Provided entries START

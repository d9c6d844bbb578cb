//! Seed implementation of the provider directory port.
//!
//! Serves a fixed roster of Metro Manila providers straight from memory.
//! This is the directory the server boots with until the real partner
//! directory is wired in, and it doubles as a convenient fixture for
//! integration tests.

use serbisyo_app::ports::ProviderDirectory;
use serbisyo_domain::error::SerbisyoError;
use serbisyo_domain::geo::Coordinates;
use serbisyo_domain::id::ProviderId;
use serbisyo_domain::provider::Provider;
use serbisyo_domain::time::{self, Timestamp};

/// Provider directory backed by an in-memory roster.
#[derive(Debug, Clone)]
pub struct SeedProviderDirectory {
    providers: Vec<Provider>,
}

impl SeedProviderDirectory {
    /// Directory with an explicit roster, mainly for tests.
    #[must_use]
    pub fn with_providers(providers: Vec<Provider>) -> Self {
        Self { providers }
    }
}

impl Default for SeedProviderDirectory {
    /// The built-in roster: a dozen providers spread over Metro Manila,
    /// covering every catalog category. One provider deliberately has no
    /// coordinates so distance-less handling stays exercised end to end.
    fn default() -> Self {
        Self {
            providers: vec![
                seed(
                    "Lumina Electrical Works",
                    "Electrical",
                    at(14.5547, 121.0244),
                    joined(2021, 3, 15),
                ),
                seed(
                    "Kuryente Bros",
                    "Electrical",
                    at(14.6760, 121.0437),
                    joined(2022, 7, 1),
                ),
                seed(
                    "Mang Tonyo Tubero Services",
                    "Plumbing",
                    at(14.5764, 121.0851),
                    joined(2020, 11, 20),
                ),
                seed(
                    "AquaFix Plumbing",
                    "Plumbing",
                    at(14.5176, 121.0509),
                    joined(2023, 1, 9),
                ),
                seed(
                    "ChillPro Aircon Care",
                    "Aircon",
                    at(14.5794, 121.0359),
                    joined(2021, 8, 30),
                ),
                seed(
                    "North Breeze Aircon",
                    "Aircon",
                    at(14.6507, 120.9830),
                    joined(2022, 4, 18),
                ),
                seed(
                    "Linis Tahanan Cleaners",
                    "Cleaning",
                    at(14.5995, 120.9842),
                    joined(2019, 6, 5),
                ),
                seed(
                    "SparkleHome Deep Clean",
                    "Cleaning",
                    at(14.4793, 121.0198),
                    joined(2023, 5, 22),
                ),
                seed(
                    "Narra Woodcraft",
                    "Carpentry",
                    at(14.6507, 121.1029),
                    joined(2020, 2, 14),
                ),
                seed(
                    "HandyFix Appliance Center",
                    "Appliance Repair",
                    at(14.6019, 121.0355),
                    joined(2021, 12, 3),
                ),
                seed(
                    "SafeNest Pest Solutions",
                    "Pest Control",
                    at(14.4445, 120.9939),
                    joined(2022, 9, 27),
                ),
                seed("Pinta Perfect", "Painting", None, joined(2023, 3, 8)),
            ],
        }
    }
}

fn seed(
    name: &str,
    category: &str,
    location: Option<Coordinates>,
    member_since: Timestamp,
) -> Provider {
    Provider {
        id: ProviderId::new(),
        name: name.to_string(),
        category: category.to_string(),
        location,
        member_since,
    }
}

fn at(lat: f64, lng: f64) -> Option<Coordinates> {
    Some(Coordinates::new(lat, lng))
}

fn joined(year: i32, month: u32, day: u32) -> Timestamp {
    time::date(year, month, day).unwrap_or_else(time::now)
}

impl ProviderDirectory for SeedProviderDirectory {
    async fn all(&self) -> Result<Vec<Provider>, SerbisyoError> {
        Ok(self.providers.clone())
    }

    async fn find_by_category(&self, category: &str) -> Result<Vec<Provider>, SerbisyoError> {
        Ok(self
            .providers
            .iter()
            .filter(|provider| provider.category.eq_ignore_ascii_case(category))
            .cloned()
            .collect())
    }

    async fn get_by_id(&self, id: ProviderId) -> Result<Option<Provider>, SerbisyoError> {
        Ok(self
            .providers
            .iter()
            .find(|provider| provider.id == id)
            .cloned())
    }
}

Provided entries END

=== Exercise aim ===
What you return must match the listing exactly, line for line.

=== Response to the exercise ===
repository d9c6d844bbb578cb
//! Seed implementation of the provider directory port.
//!
//! Serves a fixed roster of Metro Manila providers straight from memory.
//! This is the directory the server boots with until the real partner
//! directory is wired in, and it doubles as a convenient fixture for
//! integration tests.

use serbisyo_app::ports::ProviderDirectory;
use serbisyo_domain::error::SerbisyoError;
use serbisyo_domain::geo::Coordinates;
use serbisyo_domain::id::ProviderId;
use serbisyo_domain::provider::Provider;
use serbisyo_domain::time::{self, Timestamp};

/// Provider directory backed by an in-memory roster.
#[derive(Debug, Clone)]
pub struct SeedProviderDirectory {
    providers: Vec<Provider>,
}

impl SeedProviderDirectory {
    /// Directory with an explicit roster, mainly for tests.
    #[must_use]
    pub fn with_providers(providers: Vec<Provider>) -> Self {
        Self { providers }
    }
}

impl Default for SeedProviderDirectory {
    /// The built-in roster: a dozen providers spread over Metro Manila,
    /// covering every catalog category. One provider deliberately has no
    /// coordinates so distance-less handling stays exercised end to end.
    fn default() -> Self {
        Self {
            providers: vec![
                seed(
                    "Lumina Electrical Works",
                    "Electrical",
                    at(14.5547, 121.0244),
                    joined(2021, 3, 15),
                ),
                seed(
                    "Kuryente Bros",
                    "Electrical",
                    at(14.6760, 121.0437),
                    joined(2022, 7, 1),
                ),
                seed(
                    "Mang Tonyo Tubero Services",
                    "Plumbing",
                    at(14.5764, 121.0851),
                    joined(2020, 11, 20),
                ),
                seed(
                    "AquaFix Plumbing",
                    "Plumbing",
                    at(14.5176, 121.0509),
                    joined(2023, 1, 9),
                ),
                seed(
                    "ChillPro Aircon Care",
                    "Aircon",
                    at(14.5794, 121.0359),
                    joined(2021, 8, 30),
                ),
                seed(
                    "North Breeze Aircon",
                    "Aircon",
                    at(14.6507, 120.9830),
                    joined(2022, 4, 18),
                ),
                seed(
                    "Linis Tahanan Cleaners",
                    "Cleaning",
                    at(14.5995, 120.9842),
                    joined(2019, 6, 5),
                ),
                seed(
                    "SparkleHome Deep Clean",
                    "Cleaning",
                    at(14.4793, 121.0198),
                    joined(2023, 5, 22),
                ),
                seed(
                    "Narra Woodcraft",
                    "Carpentry",
                    at(14.6507, 121.1029),
                    joined(2020, 2, 14),
                ),
                seed(
                    "HandyFix Appliance Center",
                    "Appliance Repair",
                    at(14.6019, 121.0355),
                    joined(2021, 12, 3),
                ),
                seed(
                    "SafeNest Pest Solutions",
                    "Pest Control",
                    at(14.4445, 120.9939),
                    joined(2022, 9, 27),
                ),
                seed("Pinta Perfect", "Painting", None, joined(2023, 3, 8)),
            ],
        }
    }
}

fn seed(
    name: &str,
    category: &str,
    location: Option<Coordinates>,
    member_since: Timestamp,
) -> Provider {
    Provider {
        id: ProviderId::new(),
        name: name.to_string(),
        category: category.to_string(),
        location,
        member_since,
    }
}

fn at(lat: f64, lng: f64) -> Option<Coordinates> {
    Some(Coordinates::new(lat, lng))
}

fn joined(year: i32, month: u32, day: u32) -> Timestamp {
    time::date(year, month, day).unwrap_or_else(time::now)
}

impl ProviderDirectory for SeedProviderDirectory {
    async fn all(&self) -> Result<Vec<Provider>, SerbisyoError> {
        Ok(self.providers.clone())
    }

    async fn find_by_category(&self, category: &str) -> Result<Vec<Provider>, SerbisyoError> {
        Ok(self
            .providers
            .iter()
            .filter(|provider| provider.category.eq_ignore_ascii_case(category))
            .cloned()
            .collect())
    }

    async fn get_by_id(&self, id: ProviderId) -> Result<Option<Provider>, SerbisyoError> {
        Ok(self
            .providers
            .iter()
            .find(|provider| provider.id == id)
            .cloned())
    }
}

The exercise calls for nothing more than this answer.